Join the ALA Copyright, Legislation, Education, and Advocacy Network (CLEAN) for a free CopyTalk webinar at 2:00 p.m. Eastern on Thursday, October 1.
“Fair Use as Cultural Appropriation: What the ‘Forgotten Factor’ Matters” will explore how copyright is an inadequate fit for combatting cultural appropriations – it allows some publicly beneficial uses of protected works without the consent of the copyright owner under certain exceptions, foremost being copyright’s fair use doctrine. Fair use’s four-factor test is supposed to help to determine whether an unauthorized use of another’s work is reasonable in light of copyright’s goals of promoting cultural production. This presentation argues that there is a “forgotten factor” in the fair use analysis that is key to assessing the real impacts unauthorized appropriations have on diverse forms of creativity. Recognizing the “forgotten factor” is a necessary step forward toward bringing social, political, and racial equity to our copyright system.

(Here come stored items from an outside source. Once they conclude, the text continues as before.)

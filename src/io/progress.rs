//! Terminal progress display for the generation wait

use indicatif::{ProgressBar, ProgressStyle};
use std::sync::LazyLock;
use std::time::Duration;

static POLL_STYLE: LazyLock<ProgressStyle> = LazyLock::new(|| {
    ProgressStyle::default_bar()
        .template("{msg} [{bar:30.cyan/blue}] {prefix}")
        .unwrap_or_else(|_| ProgressStyle::default_bar())
        .progress_chars("█▉▊▋▌▍▎▏ ")
});

/// Progress bar tracking elapsed wait against the generation timeout
///
/// Quiet runs simply never construct one; every driver entry point takes an
/// `Option<&PollProgress>`.
pub struct PollProgress {
    bar: ProgressBar,
}

impl PollProgress {
    /// Create a progress bar for one monitor's generation
    pub fn new(monitor: &str) -> Self {
        let bar = ProgressBar::new(0);
        bar.set_style(POLL_STYLE.clone());
        bar.set_prefix(monitor.to_string());
        Self { bar }
    }

    /// Report elapsed wait, total budget, and the current driver state
    pub fn observe(&self, elapsed: Duration, timeout: Duration, state: &str) {
        self.bar.set_length(timeout.as_secs());
        self.bar.set_position(elapsed.as_secs().min(timeout.as_secs()));
        self.bar
            .set_message(format!("{state} {}s/{}s", elapsed.as_secs(), timeout.as_secs()));
    }

    /// Clear the bar with a final state message
    pub fn finish(&self, state: &str) {
        self.bar.finish_with_message(state.to_string());
    }
}
//! Lazy, cached loading of atom files under a theme's atoms tree

use crate::io::error::{PipelineError, Result};
use crate::io::configuration::ATOM_EXTENSION;
use crate::math::probability::RandomSelector;
use std::collections::{hash_map::Entry, HashMap};
use std::path::{Path, PathBuf};

/// Cached loader of newline-delimited atom files
///
/// An atom name is a relative path below the atoms root without the `.txt`
/// extension (`color`, `subjects/nature`). Files are read once per process
/// and the stripped candidate lists cached for the lifetime of the store.
pub struct AtomStore {
    root: PathBuf,
    cache: HashMap<String, Vec<String>>,
}

impl AtomStore {
    /// Create a store rooted at a theme's atoms directory
    pub fn new(root: PathBuf) -> Self {
        Self {
            root,
            cache: HashMap::new(),
        }
    }

    /// Atoms root this store reads from
    pub fn root(&self) -> &Path {
        &self.root
    }

    /// Candidate lines for an atom name, loading and caching on first use
    ///
    /// Blank lines and lines whose first non-whitespace character is `#` are
    /// discarded; the remaining line order is preserved.
    ///
    /// # Errors
    ///
    /// Returns `AtomMissing` when no file exists for the name.
    pub fn lookup(&mut self, name: &str) -> Result<&[String]> {
        match self.cache.entry(name.to_string()) {
            Entry::Occupied(entry) => Ok(entry.into_mut()),
            Entry::Vacant(entry) => {
                let lines = load_atom_file(&self.root, name)?;
                Ok(entry.insert(lines))
            }
        }
    }

    /// Select one atom uniformly at random from the candidate list
    ///
    /// # Errors
    ///
    /// Returns `AtomMissing` when the file is absent and `AtomEmpty` when it
    /// yields zero candidates.
    pub fn select(&mut self, name: &str, selector: &mut RandomSelector) -> Result<String> {
        let candidates = self.lookup(name)?;
        if candidates.is_empty() {
            return Err(PipelineError::AtomEmpty {
                name: name.to_string(),
            });
        }
        let index = selector.uniform_choice(candidates.len());
        Ok(candidates[index].clone())
    }
}

/// Read and strip one atom file
fn load_atom_file(root: &Path, name: &str) -> Result<Vec<String>> {
    // Names come from the template grammar ([a-z0-9_/]+), which cannot
    // escape the atoms root, but a missing file must still report the
    // exact path probed.
    let path = root.join(format!("{name}.{ATOM_EXTENSION}"));
    let text = std::fs::read_to_string(&path).map_err(|_| PipelineError::AtomMissing {
        name: name.to_string(),
        path: path.clone(),
    })?;

    let lines = text
        .lines()
        .map(str::trim)
        .filter(|line| !line.is_empty() && !line.starts_with('#'))
        .map(str::to_string)
        .collect::<Vec<_>>();

    tracing::debug!(name, count = lines.len(), "loaded atom file");
    Ok(lines)
}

The speaker will be Dr. Trevor Reed, associate professor of law at Arizona State University’s Sandra Day O’Connor College of Law where he teaches courses in property, intellectual property, and federal Indian law. Professor Reed’s research explores the social impacts of intellectual property law on individual and group autonomy, with his most recent work exploring the effects of U.S. intellectual property regimes on Indigenous People’s creativity and innovation. Professor Reed holds a PhD in Ethnomusicology from Columbia University’s Graduate School of Arts and Sciences, a JD from Columbia Law School, and a Masters of Arts Administration from Columbia’s Teachers College.